Koruma Tedavisinin Hedefleri
- Yeni manik, depresif ve karma belirtili süreçlerin önüne geçilmesi,
- Dönem sayılarının ve şiddetinin azaltılması,
- Hastalık kriz sürelerinin kısaltılması,
- Sağlıklı süreçlerin süresinin uzatılması,
- İntihar girişimlerinin önlenmesi,
- Hastane yatışlarının azaltılması,
- Kişilerin yaşam işlevselliğinin artırılması.
- Mevsimsel Affektif Bozukluk Nedir?
Mevsimsel olarak tekrarlayan depresyon olarak adlandırılan mevsimsel affektif bozukluk, sonbahar ve kış günleri kısaldığında ortaya çıkma eğilimi gösteren( ve tekrarlayan) bir depresyon türüdür. Ekvatordan daha uzakta yaşayan insanlarda mevsimsel affektif bozukluk insidansı artar. Bipolar bozukluğun seyrindeki en önemli özelliklerden bir tanesi ise, mevsimsellik göstermesi olup, hastalar ilkbahar – yaz aylarında mani özellikleri ağırlıklı, coşkunluk yaşarken, sonbahar – kış aylarında ise çökkünlük, bunalım hissedebilmektedirler. İlkbahardan yaz dönemine geçiş esnasında, dürtüsel, tepkisel davranışlar, saldırganlık tepkilerinde artma, öfke patlamaları, aşırı para harcama, gözlemlenebilir.

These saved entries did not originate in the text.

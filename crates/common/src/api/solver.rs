use serde::{Deserialize, Serialize};
use serde_json::Value;

use crate::types::{EntityId, Position};

/// A coordinate in solver order: `[lon, lat]`.
///
/// Plans carry `{lat, lon}`; the solver wants a two-element array with the
/// longitude first. Convert through [`Position`] in both directions rather
/// than building the array by hand.
#[derive(Clone, Copy, Debug, PartialEq, Serialize, Deserialize)]
pub struct LonLat(pub f64, pub f64);

impl LonLat {
    pub fn lon(&self) -> f64 {
        self.0
    }

    pub fn lat(&self) -> f64 {
        self.1
    }
}

impl From<Position> for LonLat {
    fn from(p: Position) -> Self {
        Self(p.lon, p.lat)
    }
}

impl From<LonLat> for Position {
    fn from(c: LonLat) -> Self {
        Position::new(c.1, c.0)
    }
}

/// POST /optimization request body.
#[derive(Clone, Debug, PartialEq, Serialize, Deserialize)]
pub struct SolverRequest {
    pub jobs: Vec<SolverJob>,
    pub vehicles: Vec<SolverVehicle>,
    pub options: SolverOptions,
}

/// One field to visit.
#[derive(Clone, Debug, PartialEq, Serialize, Deserialize)]
pub struct SolverJob {
    pub id: EntityId,
    pub location: LonLat,
    /// Single capacity dimension: tons.
    pub amount: Vec<i64>,
    /// Seconds spent on site.
    pub service: i64,
}

#[derive(Clone, Debug, PartialEq, Serialize, Deserialize)]
pub struct SolverVehicle {
    pub id: EntityId,
    pub profile: String,
    pub start: LonLat,
    pub end: LonLat,
    pub capacity: Vec<i64>,
    /// `[0, shift seconds]`; absent means available for the whole horizon.
    #[serde(default, skip_serializing_if = "Option::is_none")]
    pub time_window: Option<[i64; 2]>,
}

#[derive(Clone, Debug, PartialEq, Serialize, Deserialize)]
pub struct SolverOptions {
    /// Ask for route geometry in the solution.
    pub g: bool,
}

impl Default for SolverOptions {
    fn default() -> Self {
        Self { g: true }
    }
}

// ---------------------------------------------------------------------------
// Solution view
// ---------------------------------------------------------------------------

/// Lenient typed view over a solver solution.
///
/// The solution itself is relayed to the dashboard untouched; this view only
/// reads the parts the service logs and reports on. Every attribute is
/// optional.
#[derive(Clone, Debug, Default, Serialize, Deserialize)]
pub struct SolverSolution {
    #[serde(default)]
    pub code: Option<i64>,
    #[serde(default)]
    pub summary: Option<SolutionSummary>,
    #[serde(default)]
    pub routes: Vec<SolverRoute>,
    #[serde(default)]
    pub unassigned: Vec<UnassignedJob>,
}

impl SolverSolution {
    pub fn from_value(value: &Value) -> Result<Self, serde_json::Error> {
        Self::deserialize(value)
    }

    /// Metres over all routes.
    pub fn total_distance(&self) -> f64 {
        self.routes.iter().filter_map(|r| r.distance).sum()
    }

    /// Seconds over all routes.
    pub fn total_duration(&self) -> f64 {
        self.routes.iter().filter_map(|r| r.duration).sum()
    }
}

#[derive(Clone, Debug, Default, Serialize, Deserialize)]
pub struct SolutionSummary {
    #[serde(default)]
    pub cost: Option<f64>,
    #[serde(default)]
    pub routes: Option<u64>,
    #[serde(default)]
    pub unassigned: Option<u64>,
    #[serde(default)]
    pub distance: Option<f64>,
    #[serde(default)]
    pub duration: Option<f64>,
}

#[derive(Clone, Debug, Default, Serialize, Deserialize)]
pub struct SolverRoute {
    #[serde(default)]
    pub vehicle: Option<EntityId>,
    #[serde(default)]
    pub distance: Option<f64>,
    #[serde(default)]
    pub duration: Option<f64>,
    #[serde(default)]
    pub geometry: Option<RouteGeometry>,
    #[serde(default)]
    pub steps: Vec<RouteStep>,
}

/// Route shape as returned by the solver: an encoded polyline (the default
/// when geometry is requested) or a GeoJSON-style coordinate list.
#[derive(Clone, Debug, Serialize, Deserialize)]
#[serde(untagged)]
pub enum RouteGeometry {
    Encoded(String),
    Coordinates { coordinates: Vec<Vec<f64>> },
}

#[derive(Clone, Debug, Default, Serialize, Deserialize)]
pub struct RouteStep {
    /// "start", "job" or "end".
    #[serde(default, rename = "type")]
    pub step_type: Option<String>,
    #[serde(default)]
    pub job: Option<EntityId>,
    #[serde(default)]
    pub location: Option<Vec<f64>>,
}

#[derive(Clone, Debug, Default, Serialize, Deserialize)]
pub struct UnassignedJob {
    #[serde(default)]
    pub id: Option<EntityId>,
    #[serde(default)]
    pub location: Option<Vec<f64>>,
}

#[cfg(test)]
mod tests {
    use super::*;
    use serde_json::json;

    #[test]
    fn test_lon_lat_order() {
        let plan_point = Position::new(43.2973, 68.2517);
        let solver_point = LonLat::from(plan_point);

        assert_eq!(serde_json::to_value(solver_point).unwrap(), json!([68.2517, 43.2973]));

        let decoded: LonLat = serde_json::from_value(json!([68.2517, 43.2973])).unwrap();
        assert_eq!(Position::from(decoded), plan_point);
        assert_eq!(decoded.lat(), 43.2973);
        assert_eq!(decoded.lon(), 68.2517);
    }

    #[test]
    fn test_vehicle_without_time_window_omits_key() {
        let vehicle = SolverVehicle {
            id: EntityId::Number(1),
            profile: "driving-car".into(),
            start: LonLat(68.25, 43.3),
            end: LonLat(68.25, 43.3),
            capacity: vec![20],
            time_window: None,
        };

        let value = serde_json::to_value(&vehicle).unwrap();
        assert!(value.get("time_window").is_none());
        assert_eq!(value["start"], json!([68.25, 43.3]));
    }

    #[test]
    fn test_parse_solution_view() {
        let raw = json!({
            "code": 0,
            "summary": {"cost": 1520, "routes": 1, "unassigned": 1, "distance": 18234.5, "duration": 1520},
            "unassigned": [{"id": 3, "location": [68.3, 43.4]}],
            "routes": [{
                "vehicle": 1,
                "distance": 18234.5,
                "duration": 1520,
                "geometry": "_p~iF~ps|U_ulLnnqC",
                "steps": [
                    {"type": "start", "location": [68.25, 43.3]},
                    {"type": "job", "job": 1, "location": [68.27, 43.31]},
                    {"type": "end", "location": [68.25, 43.3]}
                ]
            }]
        });

        let solution = SolverSolution::from_value(&raw).unwrap();
        assert_eq!(solution.routes.len(), 1);
        assert_eq!(solution.unassigned.len(), 1);
        assert_eq!(solution.routes[0].steps[1].job, Some(EntityId::Number(1)));
        assert_eq!(solution.routes[0].steps[1].step_type.as_deref(), Some("job"));
        assert!(matches!(
            solution.routes[0].geometry,
            Some(RouteGeometry::Encoded(_))
        ));
        assert_eq!(solution.total_distance(), 18234.5);
        assert_eq!(solution.total_duration(), 1520.0);
    }

    #[test]
    fn test_parse_empty_solution() {
        let solution = SolverSolution::from_value(&json!({})).unwrap();
        assert!(solution.routes.is_empty());
        assert_eq!(solution.total_distance(), 0.0);
    }
}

- Bipolar Affektif Bozukluk için Öneriler
- Hastalık belirti ve dönemleri, tedavi süreci, ilaç kullanımı, terapi desteği hakkında detaylı bilgi edinin.
- Ailenizi de sürece katarak bilgi sahibi olmalarını sağlayın.
- Hastalık dönem geçişlerini takip edebilmek için, erken haberci belirtileri ( mutsuzluk, hareketlilik, para harcama artışı, uyku bozuklukları, ölüm düşünceleri, ani kararlar ve risk alma vb.) gözlem altında tutun.
- Uyku düzeninizi bozmak, alkol kullanmak, aşırı stres, vb. hastalığı tetikleyecek durumlardan uzak durun.
- Nefes egzersizleri yapın.
- Düzenli beslenin.
- Tıbbi incelemelerinizi, duygu durum düzenleyici kan düzeyi takiplerinizi düzenli yaptırın.